The "wanted universe" is provided by a simple query, and perhaps works fine for a local Wikidata user (at the query.wikidata.org's server.
See also Issue 280, quering Wikidata, OLD QUERIES.

Standard sparql query

All periodic reports was generated by a "standard query", to get relationship information (equivclass, equivprop, sub or super) and export result to other algorithms, databases or spreadsheets.

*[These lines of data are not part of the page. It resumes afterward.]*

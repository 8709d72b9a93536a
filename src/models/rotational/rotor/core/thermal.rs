//! Boltzmann statistics over precomputed level tables.
//!
//! Every function here takes the total degeneracies and Kelvin-equivalent
//! energies as parallel slices, in increasing energy order.

use uom::si::{
    f64::{TemperatureInterval, ThermodynamicTemperature},
    temperature_interval::kelvin as delta_kelvin,
    thermodynamic_temperature::kelvin,
};

use crate::support::constraint::StrictlyPositive;

use super::RotorError;

/// Thermal equilibrium of a rotor at one temperature.
#[derive(Debug, Clone, PartialEq)]
pub struct Equilibrium {
    /// Temperature of the evaluation.
    pub temperature: ThermodynamicTemperature,

    /// Partition sum `Z(T)`.
    pub partition_sum: f64,

    /// Fractional populations, in the order of the allowed levels.
    pub populations: Vec<f64>,

    /// Boltzmann-weighted mean rotational energy.
    pub mean_energy: TemperatureInterval,
}

/// Validates a query temperature and returns it in Kelvin.
pub(super) fn temperature_kelvin(temperature: ThermodynamicTemperature) -> Result<f64, RotorError> {
    let t = temperature.get::<kelvin>();
    if StrictlyPositive::new(t).is_err() || !t.is_finite() {
        return Err(RotorError::InvalidTemperature { temperature });
    }
    Ok(t)
}

/// Returns `g·exp(-E/T)` for each level.
fn boltzmann_weights<'a>(
    degeneracies: &'a [f64],
    energies: &'a [f64],
    t: f64,
) -> impl DoubleEndedIterator<Item = f64> + 'a {
    degeneracies
        .iter()
        .zip(energies)
        .map(move |(g, e)| g * (-e / t).exp())
}

/// Computes the partition sum, failing if it underflows to zero.
pub(super) fn partition_sum(
    degeneracies: &[f64],
    energies: &[f64],
    temperature: ThermodynamicTemperature,
) -> Result<f64, RotorError> {
    let t = temperature_kelvin(temperature)?;

    // Levels are in increasing energy, so summing from the top adds the small
    // terms first.
    let z: f64 = boltzmann_weights(degeneracies, energies, t).rev().sum();

    if z == 0.0 {
        return Err(RotorError::NumericalUnderflow { temperature });
    }
    Ok(z)
}

/// Computes the population of the level at `index`.
pub(super) fn population(
    degeneracies: &[f64],
    energies: &[f64],
    temperature: ThermodynamicTemperature,
    index: usize,
) -> Result<f64, RotorError> {
    let z = partition_sum(degeneracies, energies, temperature)?;
    let t = temperature.get::<kelvin>();
    Ok(degeneracies[index] * (-energies[index] / t).exp() / z)
}

/// Computes the populations of all levels against a single partition sum.
pub(super) fn populations(
    degeneracies: &[f64],
    energies: &[f64],
    temperature: ThermodynamicTemperature,
) -> Result<Vec<f64>, RotorError> {
    let z = partition_sum(degeneracies, energies, temperature)?;
    let t = temperature.get::<kelvin>();
    Ok(boltzmann_weights(degeneracies, energies, t)
        .map(|w| w / z)
        .collect())
}

/// Computes the partition sum, populations, and mean energy in one pass.
pub(super) fn equilibrium(
    degeneracies: &[f64],
    energies: &[f64],
    temperature: ThermodynamicTemperature,
) -> Result<Equilibrium, RotorError> {
    let z = partition_sum(degeneracies, energies, temperature)?;
    let t = temperature.get::<kelvin>();

    let populations: Vec<f64> = boltzmann_weights(degeneracies, energies, t)
        .map(|w| w / z)
        .collect();

    let mean_energy: f64 = populations
        .iter()
        .zip(energies)
        .rev()
        .map(|(p, e)| p * e)
        .sum();

    Ok(Equilibrium {
        temperature,
        partition_sum: z,
        populations,
        mean_energy: TemperatureInterval::new::<delta_kelvin>(mean_energy),
    })
}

SELECT ?wd ?wdLabel ?corrName ?schema
{
  values (?corr ?corrName) 
    { (wdt:P2235 "superProp") (wdt:P2236 "subProp") (wdt:P1628 "equivProp") 
      (wdt:P1709 "equivClass") (wdt:P2888 "exactMatch")
    }
  ?wd ?corr ?schema
  filter(regex(str(?schema), "schema.org"))
  SERVICE wikibase:label { bd:serviceParam wikibase:language "en". }
} order by ?corrName ?schema

Standard SQL database

After download as CSV (eg. file wd2schema-raw-2016-06.csv), produce a standard SQL table to manipulate data,

DROP TABLE IF EXISTS wd2schema_std;

CREATE TABLE  IF NOT EXISTS wd2schema_std_temp (
	pLabel text, p text,
	equivclass text, equivprop text, sub text, super text, exact text
);

COPY wd2schema_std_temp FROM '/tmp/wd2schema-raw-2016-06.csv' CSV HEADER;

-- adapat to better structure:
CREATE TABLE wd2schema_std AS 
  SELECT
    COALESCE(equivclass,equivprop,sub,super) as sch_id,
    CASE 
	    WHEN equivclass IS NOT NULL THEN 'equivclass'
	    WHEN equivprop IS NOT NULL THEN 'equivprop'
	    WHEN sub IS NOT NULL THEN 'sub'
	    WHEN super IS NOT NULL THEN 'super'
	    WHEN exact IS NOT NULL THEN 'exact'
    END as reltype,
    p As wd_id,
    plabel as wd_label
  FROM wd2schema_std_temp
;
CREATE VIEW vw_wd2schema_std AS
  SELECT *, reltype='equivprop' as rel_isprop,
        ascii(substring(sch_id,1,1)::char)>87 as sch_isprop, 
        substring(wd_id,1,1)='P' wd_isprop 
  FROM wd2schema_std ORDER BY sch_id,reltype
;
DROP TABLE wd2schema_std_temp;

-- clean:
UPDATE wd2schema_std SET 
   wd_id  = regexp_replace(wd_id,  '^https?://[a-z\.]+/?', ''),
   sch_id = regexp_replace(sch_id, '^https?://[a-z\.]+/?', '')
;
-- back as new file:
COPY (SELECT * FROM wd2schema_std ORDER BY sch_id,reltype) 
TO '/tmp/wd2schema-std-2017-05.csv' WITH CSV HEADER;

So, as input we have wd2schema-raw-2016-06.csv and as output wd2schema-std-2016-06.csv, and the SQL database with the same data to perform queries.

Summarizations

SELECT count(*) as n_tot FROM wd2schema_std;

-- summarize reltypes
SELECT reltype, count(*) as n  FROM wd2schema_std
GROUP BY 1 ORDER BY 1;

-- summarize reltypes and pure_prop
WITH t AS (
  SELECT *, (rel_isprop AND sch_isprop AND wd_isprop) as pure_prop
  FROM vw_wd2schema_std
) SELECT reltype, pure_prop, count(*) as n
  FROM t GROUP BY 1,2 ORDER BY 1,2;

-- summarize schemaOrg name that repeat
SELECT sch_id, count(*) as n FROM wd2schema_std
GROUP BY 1  HAVING count(*)>1
ORDER BY 2 DESC, 1;

-- summarize plabel that repeat
SELECT wd_label, count(*) as n FROM wd2schema_std
GROUP BY 1  HAVING count(*)>1
ORDER BY 2 DESC, 1;

-- summarize wd_id that repeat
SELECT wd_id, count(*) as n FROM wd2schema_std
GROUP BY 1  HAVING count(*)>1
ORDER BY 2 DESC, 1;

Results

Quering and reporting results.

in 2017-05

  • n_tot = 508   (without "exact" reduces to 444)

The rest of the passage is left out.